_Assignment_
Emit an exact copy of the lines running from the start of the records to the line containing "token.offset, token.kind, token.text))", both included.

··· Available data

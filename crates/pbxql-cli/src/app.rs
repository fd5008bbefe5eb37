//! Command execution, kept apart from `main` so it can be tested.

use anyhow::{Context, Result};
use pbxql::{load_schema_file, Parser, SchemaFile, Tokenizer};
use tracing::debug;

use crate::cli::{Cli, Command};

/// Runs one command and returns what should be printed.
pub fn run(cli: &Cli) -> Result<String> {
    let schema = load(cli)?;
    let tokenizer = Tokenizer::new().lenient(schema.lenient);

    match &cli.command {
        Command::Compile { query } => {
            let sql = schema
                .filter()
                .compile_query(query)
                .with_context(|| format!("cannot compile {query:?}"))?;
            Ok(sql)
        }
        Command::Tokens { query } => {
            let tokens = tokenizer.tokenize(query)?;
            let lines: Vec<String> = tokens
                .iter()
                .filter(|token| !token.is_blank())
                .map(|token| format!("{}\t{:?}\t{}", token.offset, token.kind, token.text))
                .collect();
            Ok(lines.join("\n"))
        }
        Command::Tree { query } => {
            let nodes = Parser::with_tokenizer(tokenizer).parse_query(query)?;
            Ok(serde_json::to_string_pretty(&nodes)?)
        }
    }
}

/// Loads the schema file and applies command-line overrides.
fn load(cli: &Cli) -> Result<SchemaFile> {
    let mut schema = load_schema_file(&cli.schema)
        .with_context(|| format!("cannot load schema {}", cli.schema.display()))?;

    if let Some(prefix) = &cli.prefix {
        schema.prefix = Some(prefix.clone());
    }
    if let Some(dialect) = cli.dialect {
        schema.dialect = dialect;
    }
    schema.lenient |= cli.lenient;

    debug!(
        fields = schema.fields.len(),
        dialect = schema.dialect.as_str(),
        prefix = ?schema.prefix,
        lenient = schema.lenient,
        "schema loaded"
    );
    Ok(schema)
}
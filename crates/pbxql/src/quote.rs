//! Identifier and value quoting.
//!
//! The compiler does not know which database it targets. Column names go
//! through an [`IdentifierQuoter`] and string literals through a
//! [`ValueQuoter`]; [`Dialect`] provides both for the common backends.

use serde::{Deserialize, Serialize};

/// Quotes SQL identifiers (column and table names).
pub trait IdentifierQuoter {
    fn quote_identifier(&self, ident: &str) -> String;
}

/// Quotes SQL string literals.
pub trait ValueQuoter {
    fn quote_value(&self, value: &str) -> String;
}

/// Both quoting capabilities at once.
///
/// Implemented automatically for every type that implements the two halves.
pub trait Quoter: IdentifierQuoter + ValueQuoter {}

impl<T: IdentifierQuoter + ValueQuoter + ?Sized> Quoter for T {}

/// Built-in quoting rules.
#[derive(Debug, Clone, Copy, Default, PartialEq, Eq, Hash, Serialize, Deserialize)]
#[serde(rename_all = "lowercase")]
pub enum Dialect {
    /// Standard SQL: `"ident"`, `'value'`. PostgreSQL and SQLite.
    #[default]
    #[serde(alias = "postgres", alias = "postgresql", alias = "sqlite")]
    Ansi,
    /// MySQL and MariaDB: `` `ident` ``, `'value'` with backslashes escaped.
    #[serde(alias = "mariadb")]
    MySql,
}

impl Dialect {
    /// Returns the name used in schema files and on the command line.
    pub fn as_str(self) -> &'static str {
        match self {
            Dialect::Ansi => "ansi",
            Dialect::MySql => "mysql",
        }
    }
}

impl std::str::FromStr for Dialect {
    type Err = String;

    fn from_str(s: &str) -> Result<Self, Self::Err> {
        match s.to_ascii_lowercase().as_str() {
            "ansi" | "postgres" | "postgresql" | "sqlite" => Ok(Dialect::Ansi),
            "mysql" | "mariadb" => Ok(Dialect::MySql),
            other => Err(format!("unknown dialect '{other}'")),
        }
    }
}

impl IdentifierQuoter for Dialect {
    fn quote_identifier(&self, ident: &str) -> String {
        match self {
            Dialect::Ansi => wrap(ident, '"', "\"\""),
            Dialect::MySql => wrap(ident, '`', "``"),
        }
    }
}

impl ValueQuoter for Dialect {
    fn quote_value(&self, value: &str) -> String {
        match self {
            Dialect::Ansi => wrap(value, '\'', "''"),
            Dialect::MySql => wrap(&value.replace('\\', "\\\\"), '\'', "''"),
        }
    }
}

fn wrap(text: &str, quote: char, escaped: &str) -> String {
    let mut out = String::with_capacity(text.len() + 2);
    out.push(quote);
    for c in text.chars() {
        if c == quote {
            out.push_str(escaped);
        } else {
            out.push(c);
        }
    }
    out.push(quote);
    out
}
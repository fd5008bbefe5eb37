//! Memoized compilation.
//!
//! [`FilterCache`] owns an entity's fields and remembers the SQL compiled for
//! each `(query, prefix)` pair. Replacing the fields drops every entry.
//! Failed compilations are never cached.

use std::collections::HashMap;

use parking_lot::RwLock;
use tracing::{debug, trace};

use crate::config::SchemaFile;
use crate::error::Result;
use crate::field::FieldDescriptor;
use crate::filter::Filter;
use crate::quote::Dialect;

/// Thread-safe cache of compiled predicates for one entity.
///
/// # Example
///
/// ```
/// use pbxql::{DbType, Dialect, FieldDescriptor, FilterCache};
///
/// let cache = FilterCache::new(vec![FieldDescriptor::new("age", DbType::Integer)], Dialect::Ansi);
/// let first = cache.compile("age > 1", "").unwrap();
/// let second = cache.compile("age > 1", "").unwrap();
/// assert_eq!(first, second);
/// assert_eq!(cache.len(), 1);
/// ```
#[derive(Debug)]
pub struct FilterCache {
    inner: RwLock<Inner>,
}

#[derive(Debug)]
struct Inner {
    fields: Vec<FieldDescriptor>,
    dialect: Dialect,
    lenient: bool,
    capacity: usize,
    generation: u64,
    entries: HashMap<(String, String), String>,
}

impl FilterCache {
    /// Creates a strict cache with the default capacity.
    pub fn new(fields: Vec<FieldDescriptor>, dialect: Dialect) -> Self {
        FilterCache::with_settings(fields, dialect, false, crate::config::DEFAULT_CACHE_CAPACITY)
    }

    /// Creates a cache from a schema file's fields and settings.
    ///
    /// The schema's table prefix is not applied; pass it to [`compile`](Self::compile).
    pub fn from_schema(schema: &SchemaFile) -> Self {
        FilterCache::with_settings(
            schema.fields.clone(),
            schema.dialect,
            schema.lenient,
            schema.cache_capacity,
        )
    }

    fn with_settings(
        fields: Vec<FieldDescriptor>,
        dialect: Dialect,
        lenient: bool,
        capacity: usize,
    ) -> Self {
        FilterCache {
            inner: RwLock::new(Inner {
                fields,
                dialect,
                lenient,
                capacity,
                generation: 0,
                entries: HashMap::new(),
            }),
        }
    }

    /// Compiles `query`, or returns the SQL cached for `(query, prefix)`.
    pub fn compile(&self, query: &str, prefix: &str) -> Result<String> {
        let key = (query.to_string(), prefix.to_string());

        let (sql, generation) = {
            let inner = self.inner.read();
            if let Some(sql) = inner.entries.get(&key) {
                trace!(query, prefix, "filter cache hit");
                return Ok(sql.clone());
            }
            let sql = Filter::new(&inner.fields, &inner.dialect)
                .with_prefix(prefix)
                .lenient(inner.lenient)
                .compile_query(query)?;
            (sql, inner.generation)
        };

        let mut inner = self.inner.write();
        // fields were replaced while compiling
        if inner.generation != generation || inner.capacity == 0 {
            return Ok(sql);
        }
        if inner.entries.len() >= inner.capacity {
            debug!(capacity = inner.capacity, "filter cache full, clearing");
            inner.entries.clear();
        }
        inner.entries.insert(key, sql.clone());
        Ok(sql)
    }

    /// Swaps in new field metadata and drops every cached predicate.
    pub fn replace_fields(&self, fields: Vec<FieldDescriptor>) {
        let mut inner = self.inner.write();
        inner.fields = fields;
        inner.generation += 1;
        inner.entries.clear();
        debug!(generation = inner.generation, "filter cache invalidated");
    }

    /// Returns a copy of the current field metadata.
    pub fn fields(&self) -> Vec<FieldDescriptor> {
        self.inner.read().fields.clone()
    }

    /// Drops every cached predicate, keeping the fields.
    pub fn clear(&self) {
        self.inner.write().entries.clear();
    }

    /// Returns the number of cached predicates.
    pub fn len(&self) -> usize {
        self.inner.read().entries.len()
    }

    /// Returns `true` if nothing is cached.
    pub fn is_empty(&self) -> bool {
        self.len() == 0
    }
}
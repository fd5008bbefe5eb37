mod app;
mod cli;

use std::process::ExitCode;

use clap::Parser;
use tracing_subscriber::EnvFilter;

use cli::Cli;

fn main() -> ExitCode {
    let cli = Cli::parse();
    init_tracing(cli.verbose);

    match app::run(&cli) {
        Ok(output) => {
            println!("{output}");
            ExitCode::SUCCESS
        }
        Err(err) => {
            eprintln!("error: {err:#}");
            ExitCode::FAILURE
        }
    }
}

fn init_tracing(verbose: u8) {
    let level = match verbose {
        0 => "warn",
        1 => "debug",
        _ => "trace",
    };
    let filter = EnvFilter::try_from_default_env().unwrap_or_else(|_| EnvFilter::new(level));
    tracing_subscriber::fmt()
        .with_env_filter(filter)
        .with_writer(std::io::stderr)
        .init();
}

······

_Task result_
filename crates/pbxql-cli/src/app.rs
repository fd5008bbefe5eb37
//! Command execution, kept apart from `main` so it can be tested.

use anyhow::{Context, Result};
use pbxql::{load_schema_file, Parser, SchemaFile, Tokenizer};
use tracing::debug;

use crate::cli::{Cli, Command};

/// Runs one command and returns what should be printed.
pub fn run(cli: &Cli) -> Result<String> {
    let schema = load(cli)?;
    let tokenizer = Tokenizer::new().lenient(schema.lenient);

    match &cli.command {
        Command::Compile { query } => {
            let sql = schema
                .filter()
                .compile_query(query)
                .with_context(|| format!("cannot compile {query:?}"))?;
            Ok(sql)
        }
        Command::Tokens { query } => {
            let tokens = tokenizer.tokenize(query)?;
            let lines: Vec<String> = tokens
                .iter()
                .filter(|token| !token.is_blank())
                .map(|token| format!("{}\t{:?}\t{}", token.offset, token.kind, token.text))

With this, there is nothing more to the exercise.